Take each line from the entries that holds "PartialEq" and copy it out.

═══ SOURCE DATA

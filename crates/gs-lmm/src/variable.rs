//! Variables: demands competing for one or more constraints.

use gs_core::{ActionId, ConstraintId, VariableId};

/// One (constraint, coefficient) participation of a variable.
#[derive(Copy, Clone, PartialEq, Debug)]
pub struct Element {
    pub constraint:         ConstraintId,
    /// How much of the constraint one unit of the variable's value consumes.
    pub consumption_weight: f64,
}

impl Element {
    /// Slots this element takes on its constraint.  Elements lighter than
    /// one unit (cross-traffic) do not count.
    #[inline]
    pub fn concurrency(&self) -> i32 {
        if self.consumption_weight >= 1.0 { 1 } else { 0 }
    }
}

/// A demand owned by exactly one action.
///
/// `weight` is a sharing penalty: on a saturated constraint, values are
/// proportional to `1 / weight`.  A weight of zero disables the variable
/// without dropping its elements.
#[derive(Clone, Debug)]
pub struct Variable {
    pub(crate) id:    VariableId,
    pub(crate) owner: ActionId,
    pub(crate) live:  bool,

    pub(crate) weight:            f64,
    /// Weight waiting for a concurrency slot.  Non-zero only while disabled.
    pub(crate) staged_weight:     f64,
    /// Upper bound on `value`; negative means unbounded.
    pub(crate) bound:             f64,
    pub(crate) value:             f64,
    pub(crate) concurrency_share: i32,

    pub(crate) elements: Vec<Element>,

    // ── Solve bookkeeping ─────────────────────────────────────────────────
    pub(crate) visited:   u64,
    pub(crate) saturated: bool,
    pub(crate) tracked:   bool,
}

impl Variable {
    pub(crate) fn new(id: VariableId, owner: ActionId, weight: f64, bound: f64) -> Self {
        Self {
            id,
            owner,
            live:              true,
            weight,
            staged_weight:     0.0,
            bound:             if bound < 0.0 { -1.0 } else { bound },
            value:             0.0,
            concurrency_share: 1,
            elements:          Vec::new(),
            visited:           0,
            saturated:         false,
            tracked:           false,
        }
    }

    #[inline]
    pub fn id(&self) -> VariableId {
        self.id
    }

    #[inline]
    pub fn owner(&self) -> ActionId {
        self.owner
    }

    #[inline]
    pub fn weight(&self) -> f64 {
        self.weight
    }

    #[inline]
    pub fn staged_weight(&self) -> f64 {
        self.staged_weight
    }

    /// `None` when unbounded.
    #[inline]
    pub fn bound(&self) -> Option<f64> {
        (self.bound > 0.0).then_some(self.bound)
    }

    /// Solved rate.  Always zero while disabled.
    #[inline]
    pub fn value(&self) -> f64 {
        self.value
    }

    #[inline]
    pub fn concurrency_share(&self) -> i32 {
        self.concurrency_share
    }

    #[inline]
    pub fn elements(&self) -> &[Element] {
        &self.elements
    }

    #[inline]
    pub fn is_enabled(&self) -> bool {
        self.weight > 0.0
    }

    /// Disabled only because a constraint had no free concurrency slot.
    #[inline]
    pub fn is_staged(&self) -> bool {
        self.weight <= 0.0 && self.staged_weight > 0.0
    }
}
use gs_core::{ConstraintId, ErrorCategory, VariableId};
use thiserror::Error;

#[derive(Debug, Error, Clone, PartialEq)]
pub enum LmmError {
    #[error("solver configuration error: {0}")]
    Config(String),

    #[error("unknown constraint {0}")]
    UnknownConstraint(ConstraintId),

    #[error("unknown variable {0}")]
    UnknownVariable(VariableId),

    #[error("constraint {constraint} still has {elements} element(s)")]
    ConstraintInUse {
        constraint: ConstraintId,
        elements:   usize,
    },

    #[error("solver invariant violated: {0}")]
    Invariant(String),
}

impl LmmError {
    pub fn category(&self) -> ErrorCategory {
        match self {
            LmmError::Config(_) | LmmError::Invariant(_) => ErrorCategory::Configuration,
            LmmError::UnknownConstraint(_)
            | LmmError::UnknownVariable(_)
            | LmmError::ConstraintInUse { .. } => ErrorCategory::InvalidArgument,
        }
    }
}

pub type LmmResult<T> = Result<T, LmmError>;
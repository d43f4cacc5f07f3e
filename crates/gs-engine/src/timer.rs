//! `TimerQueue` — actor wake-up deadlines.
//!
//! Timers are the only source of loop events that are not predicted by a
//! resource model.  `BTreeMap<SimTime, Vec<TimerId>>` gives O(log D) insert
//! and pop where D is the number of distinct pending dates; timers sharing a
//! date fire in creation order.
//!
//! Cancelled timers are dropped from the date bucket immediately so that
//! [`TimerQueue::next_date`] never reports a date with nothing behind it.

use std::collections::BTreeMap;

use gs_core::{SimTime, TimerId};

#[derive(Default)]
pub struct TimerQueue {
    inner: BTreeMap<SimTime, Vec<TimerId>>,
    dates: BTreeMap<TimerId, SimTime>,
    next:  u64,
}

impl TimerQueue {
    pub fn new() -> Self {
        Self::default()
    }

    /// Schedule a new timer at `date`.
    pub fn push(&mut self, date: SimTime) -> TimerId {
        let id = TimerId(self.next);
        self.next += 1;
        self.inner.entry(date).or_default().push(id);
        self.dates.insert(id, date);
        id
    }

    /// Remove a pending timer.  Returns `false` if it already fired or was
    /// never issued.
    pub fn cancel(&mut self, id: TimerId) -> bool {
        let Some(date) = self.dates.remove(&id) else {
            return false;
        };
        if let Some(bucket) = self.inner.get_mut(&date) {
            bucket.retain(|&t| t != id);
            if bucket.is_empty() {
                self.inner.remove(&date);
            }
        }
        true
    }

    /// Remove and return every timer due at or before `now`, earliest first.
    pub fn drain_due(&mut self, now: SimTime) -> Vec<TimerId> {
        let mut fired = Vec::new();
        while let Some(entry) = self.inner.first_entry() {
            if *entry.key() > now {
                break;
            }
            for id in entry.remove() {
                self.dates.remove(&id);
                fired.push(id);
            }
        }
        fired
    }

    /// Date of `id` if it is still pending.
    pub fn date(&self, id: TimerId) -> Option<SimTime> {
        self.dates.get(&id).copied()
    }

    /// Earliest pending date.
    pub fn next_date(&self) -> Option<SimTime> {
        self.inner.keys().next().copied()
    }

    pub fn len(&self) -> usize {
        self.dates.len()
    }

    pub fn is_empty(&self) -> bool {
        self.dates.is_empty()
    }
}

══════

--- SOLUTION TO THIS PROBLEM ---
#[derive(Copy, Clone, PartialEq, Debug)]
#[derive(Debug, Error, Clone, PartialEq)]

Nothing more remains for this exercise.